After downloading the files, organize them locally as:
```text
LDA-robocasa/
|-- config.yaml
|-- dataset_statistics.json
`-- checkpoints/
`-- LDA-robocasa.pt
```
The checkpoint path passed to LDA should be:
```text
LDA-robocasa/checkpoints/LDA-robocasa.pt
```
## Why This Layout Is Needed
`baseframework.from_pretrained()` loads the checkpoint path and infers the run directory from it:
```python
checkpoint_pt = Path(pretrained_checkpoint)
run_dir = checkpoint_pt.parents[1]
```
For example, if the checkpoint path is:
```text
LDA-robocasa/checkpoints/LDA-robocasa.pt
```
then the inferred run directory is:
```text
LDA-robocasa
```
The loader then expects to find:
```text
LDA-robocasa/config.yaml
LDA-robocasa/dataset_statistics.json
```
If `LDA-robocasa.pt` is placed directly next to `config.yaml` and `dataset_statistics.json`, the loader will infer the wrong parent directory and fail to find the required files.
## Download And Prepare
You can download the model repository with `huggingface_hub`:
```python
from pathlib import Path
import shutil
from huggingface_hub import snapshot_download
repo_dir = Path(snapshot_download(repo_id="YOUR_ORG_OR_USERNAME/LDA-robocasa"))
ckpt_dir = repo_dir / "checkpoints"
ckpt_dir.mkdir(exist_ok=True)
src_ckpt = repo_dir / "LDA-robocasa.pt"
dst_ckpt = ckpt_dir / "LDA-robocasa.pt"
if src_ckpt.exists() and not dst_ckpt.exists():
shutil.move(str(src_ckpt), str(dst_ckpt))
print("Checkpoint path:", dst_ckpt)
```
Replace `YOUR_ORG_OR_USERNAME/LDA-robocasa` with the actual Hugging Face repository ID.
## Load The Model
```python
from lda.model.framework.base_framework import baseframework
ckpt_path = "LDA-robocasa/checkpoints/LDA-robocasa.pt"
model = baseframework.from_pretrained(ckpt_path)

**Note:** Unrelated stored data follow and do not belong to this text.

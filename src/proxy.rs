//! Proxy configuration.
//!
//! A proxy is configured either as a static address through
//! [`Options::proxy`](crate::Options::proxy) or per request through a
//! [`ProxySelector`]. Only plain HTTP proxies are supported; the other
//! kinds are enumerated for the dynamic configuration boundary and rejected
//! when a request tries to use them.

use std::fmt;

use http::header::HeaderValue;
use http::uri::{Authority, PathAndQuery, Scheme, Uri};
use percent_encoding::percent_decode_str;
use url::Url;

use crate::error::BoxError;

/// The supported kinds of proxy servers, with their curl-compatible codes
/// at the dynamic configuration boundary.
#[derive(Debug, Clone, Copy, PartialEq, Eq)]
pub enum ProxyKind {
    /// A plain HTTP proxy. The only kind currently supported.
    Http,
    /// A SOCKS4 proxy. Enumerated, not supported.
    Socks4,
    /// A SOCKS5 proxy. Enumerated, not supported.
    Socks5,
    /// A SOCKS4a proxy. Enumerated, not supported.
    Socks4a,
}

impl ProxyKind {
    /// Resolve a curl-style proxy type code.
    pub fn from_code(code: i64) -> Option<ProxyKind> {
        match code {
            0 => Some(ProxyKind::Http),
            4 => Some(ProxyKind::Socks4),
            5 => Some(ProxyKind::Socks5),
            6 => Some(ProxyKind::Socks4a),
            _ => None,
        }
    }
}

impl fmt::Display for ProxyKind {
    fn fmt(&self, f: &mut fmt::Formatter) -> fmt::Result {
        let name = match self {
            ProxyKind::Http => "HTTP",
            ProxyKind::Socks4 => "SOCKS4",
            ProxyKind::Socks5 => "SOCKS5",
            ProxyKind::Socks4a => "SOCKS4A",
        };
        f.write_str(name)
    }
}

/// A proxy picked by a [`ProxySelector`] for one request.
#[derive(Debug, Clone)]
pub struct ProxyChoice {
    pub(crate) kind: ProxyKind,
    pub(crate) address: String,
}

impl ProxyChoice {
    /// A plain HTTP proxy at `address` (`host:port`, scheme optional).
    pub fn http<S: Into<String>>(address: S) -> ProxyChoice {
        ProxyChoice {
            kind: ProxyKind::Http,
            address: address.into(),
        }
    }

    /// A proxy of an explicit kind. Kinds other than
    /// [`ProxyKind::Http`] fail the request that tries to connect through
    /// them.
    pub fn new<S: Into<String>>(kind: ProxyKind, address: S) -> ProxyChoice {
        ProxyChoice {
            kind,
            address: address.into(),
        }
    }
}

/// Picks a proxy per request.
///
/// This is the strategy-object form of a proxy callback: return
/// `Ok(Some(choice))` to route the request through a proxy, `Ok(None)` to
/// connect directly, or an error to fail the request.
///
/// Any `Fn(&Url) -> Result<Option<ProxyChoice>, BoxError>` implements it:
///
/// ```
/// use httpclient::{BoxError, Options, ProxyChoice, Url};
///
/// fn pick(url: &Url) -> Result<Option<ProxyChoice>, BoxError> {
///     if url.host_str() == Some("internal.local") {
///         Ok(None)
///     } else {
///         Ok(Some(ProxyChoice::http("127.0.0.1:8080")))
///     }
/// }
///
/// let options = Options::new().proxy_selector(pick);
/// ```
pub trait ProxySelector: Send + Sync {
    /// Pick a proxy for a request to `url`.
    fn select(&self, url: &Url) -> Result<Option<ProxyChoice>, BoxError>;
}

impl<F> ProxySelector for F
where
    F: Fn(&Url) -> Result<Option<ProxyChoice>, BoxError> + Send + Sync,
{
    fn select(&self, url: &Url) -> Result<Option<ProxyChoice>, BoxError> {
        (self)(url)
    }
}

/// A validated proxy endpoint the connector can dial.
#[derive(Clone)]
pub(crate) struct ProxyScheme {
    pub(crate) host: Authority,
    pub(crate) auth: Option<HeaderValue>,
}

impl ProxyScheme {
    /// Parse a proxy address string. An address without a scheme gets the
    /// default `http://` prefix; basic auth credentials are taken from the
    /// userinfo component.
    pub(crate) fn parse(addr: &str) -> Result<ProxyScheme, BoxError> {
        let with_scheme;
        let addr = if addr.contains("://") {
            addr
        } else {
            with_scheme = format!("http://{}", addr);
            &with_scheme
        };

        let url = Url::parse(addr).map_err(|e| format!("invalid proxy address: {}", e))?;
        if url.scheme() != "http" {
            return Err(format!("unsupported proxy scheme: {}", url.scheme()).into());
        }

        let host = url
            .host_str()
            .ok_or("proxy address is missing a host")?;
        let port = url.port().unwrap_or(80);
        let host: Authority = format!("{}:{}", host, port).parse()?;

        let auth = if url.username().is_empty() {
            None
        } else {
            let decode = |s: &str| percent_decode_str(s).decode_utf8_lossy().into_owned();
            let username = decode(url.username());
            let password = url.password().map(decode);
            Some(basic_auth(&username, password.as_deref()))
        };

        Ok(ProxyScheme { host, auth })
    }

    /// The URI of the proxy itself, used as the dial target.
    pub(crate) fn uri(&self) -> Uri {
        let mut builder = Uri::builder()
            .scheme(Scheme::HTTP)
            .authority(self.host.clone());
        builder = builder.path_and_query(PathAndQuery::from_static("/"));
        builder.build().expect("proxy authority is a valid uri")
    }
}

impl fmt::Debug for ProxyScheme {
    fn fmt(&self, f: &mut fmt::Formatter) -> fmt::Result {
        write!(f, "http://{}", self.host)
    }
}

/// A `Proxy-Authorization` value for the credentials of a proxy URL.
fn basic_auth(username: &str, password: Option<&str>) -> HeaderValue {
    use base64::prelude::{Engine as _, BASE64_STANDARD};

    let credentials = format!("{}:{}", username, password.unwrap_or(""));
    let encoded = format!("Basic {}", BASE64_STANDARD.encode(credentials));

    let mut header =
        HeaderValue::from_str(&encoded).expect("base64 is always a valid header value");
    header.set_sensitive(true);
    header
}

/// Validate a proxy kind: only plain HTTP proxies are currently supported.
pub(crate) fn check_kind(kind: ProxyKind) -> Result<(), BoxError> {
    if kind == ProxyKind::Http {
        Ok(())
    } else {
        Err(format!("only HTTP proxies are currently supported, got {}", kind).into())
    }
}

#[cfg(test)]
mod tests {
    use super::*;

    #[test]
    fn parse_prefixes_default_scheme() {
        let scheme = ProxyScheme::parse("127.0.0.1:1080").unwrap();
        assert_eq!(scheme.host.as_str(), "127.0.0.1:1080");
        assert!(scheme.auth.is_none());
    }

    #[test]
    fn parse_keeps_explicit_scheme() {
        let scheme = ProxyScheme::parse("http://proxy.local").unwrap();
        assert_eq!(scheme.host.as_str(), "proxy.local:80");
    }

    #[test]
    fn parse_rejects_non_http_scheme() {
        assert!(ProxyScheme::parse("socks5://127.0.0.1:1080").is_err());
    }

    #[test]
    fn parse_extracts_basic_auth() {
        let scheme = ProxyScheme::parse("Aladdin:open%20sesame@proxy.local:3128").unwrap();
        assert_eq!(scheme.host.as_str(), "proxy.local:3128");
        let auth = scheme.auth.unwrap();
        assert_eq!(auth, "Basic QWxhZGRpbjpvcGVuIHNlc2FtZQ==");
        assert!(auth.is_sensitive());
    }

    #[test]
    fn basic_auth_without_a_password() {
        let auth = basic_auth("user", None);
        assert_eq!(auth, "Basic dXNlcjo=");
    }

    #[test]
    fn only_http_kind_is_supported() {
        assert!(check_kind(ProxyKind::Http).is_ok());
        assert!(check_kind(ProxyKind::Socks5).is_err());
        assert_eq!(ProxyKind::from_code(0), Some(ProxyKind::Http));
        assert_eq!(ProxyKind::from_code(5), Some(ProxyKind::Socks5));
        assert_eq!(ProxyKind::from_code(1), None);
    }
}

model = model.to("cuda").eval()
```
## Start The Policy Server
From the LDA repository root, run:
```bash
python deployment/model_server/server_policy.py \
--ckpt_path LDA-robocasa/checkpoints/LDA-robocasa.pt \
--port 10093 \
--use_bf16
```
## Run RoboCasa Evaluation
In a separate terminal with the RoboCasa environment activated, run:
```bash
export PYTHONPATH=$(pwd):${PYTHONPATH}
python examples/Robocasa_tabletop/eval_files/simulation_env.py \
--args.env_name ${env_name} \
--args.port 10093 \
--args.n_episodes 50 \
--args.n_envs 1 \
--args.max_episode_steps 720 \
--args.n_action_steps 12 \
--args.video_out_path ${video_out_path} \
--args.pretrained_path LDA-robocasa/checkpoints/LDA-robocasa.pt
```
You can also use the batch evaluation script:
```bash
bash examples/Robocasa_tabletop/eval_files/batch_eval_args.sh
```
Make sure the checkpoint path used by the script points to:
```text
LDA-robocasa/checkpoints/LDA-robocasa.pt
```
## Required Files Checklist
Before running inference, confirm that the following files exist:
```text
LDA-robocasa/config.yaml
LDA-robocasa/dataset_statistics.json
LDA-robocasa/checkpoints/LDA-robocasa.pt
```
The checkpoint file must:
- exist locally
- use the `.pt` suffix
- be placed one directory below the run directory
The config and statistics files must:
- be named exactly `config.yaml` and `dataset_statistics.json`
- be located in the inferred run directory
- correspond to the same training run as the checkpoint
## Troubleshooting
### Missing `config.yaml`
If you see an error similar to:
```text
Missing `config.yaml`
```
check that your local directory is organized as:
```text
LDA-robocasa/
|-- config.yaml
|-- dataset_statistics.json
`-- checkpoints/
`-- LDA-robocasa.pt
```
and that you pass:
```text
LDA-robocasa/checkpoints/LDA-robocasa.pt
```
instead of:
```text
LDA-robocasa/LDA-robocasa.pt
```
### Missing `dataset_statistics.json`
If you see an error similar to:
```text
Missing `dataset_statistics.json`
```
make sure `dataset_statistics.json` is in the same directory as `config.yaml`, not inside the `checkpoints` directory.
### Invalid Checkpoint Suffix
The loader asserts that the checkpoint suffix is `.pt`. Make sure the checkpoint file is named:
```text
LDA-robocasa.pt
```
## Notes
`dataset_statistics.json` is required for action un-normalization. Removing or replacing it can cause predicted actions to be scaled incorrectly.
`config.yaml` is required because the LDA framework is rebuilt from the saved configuration before loading the checkpoint weights.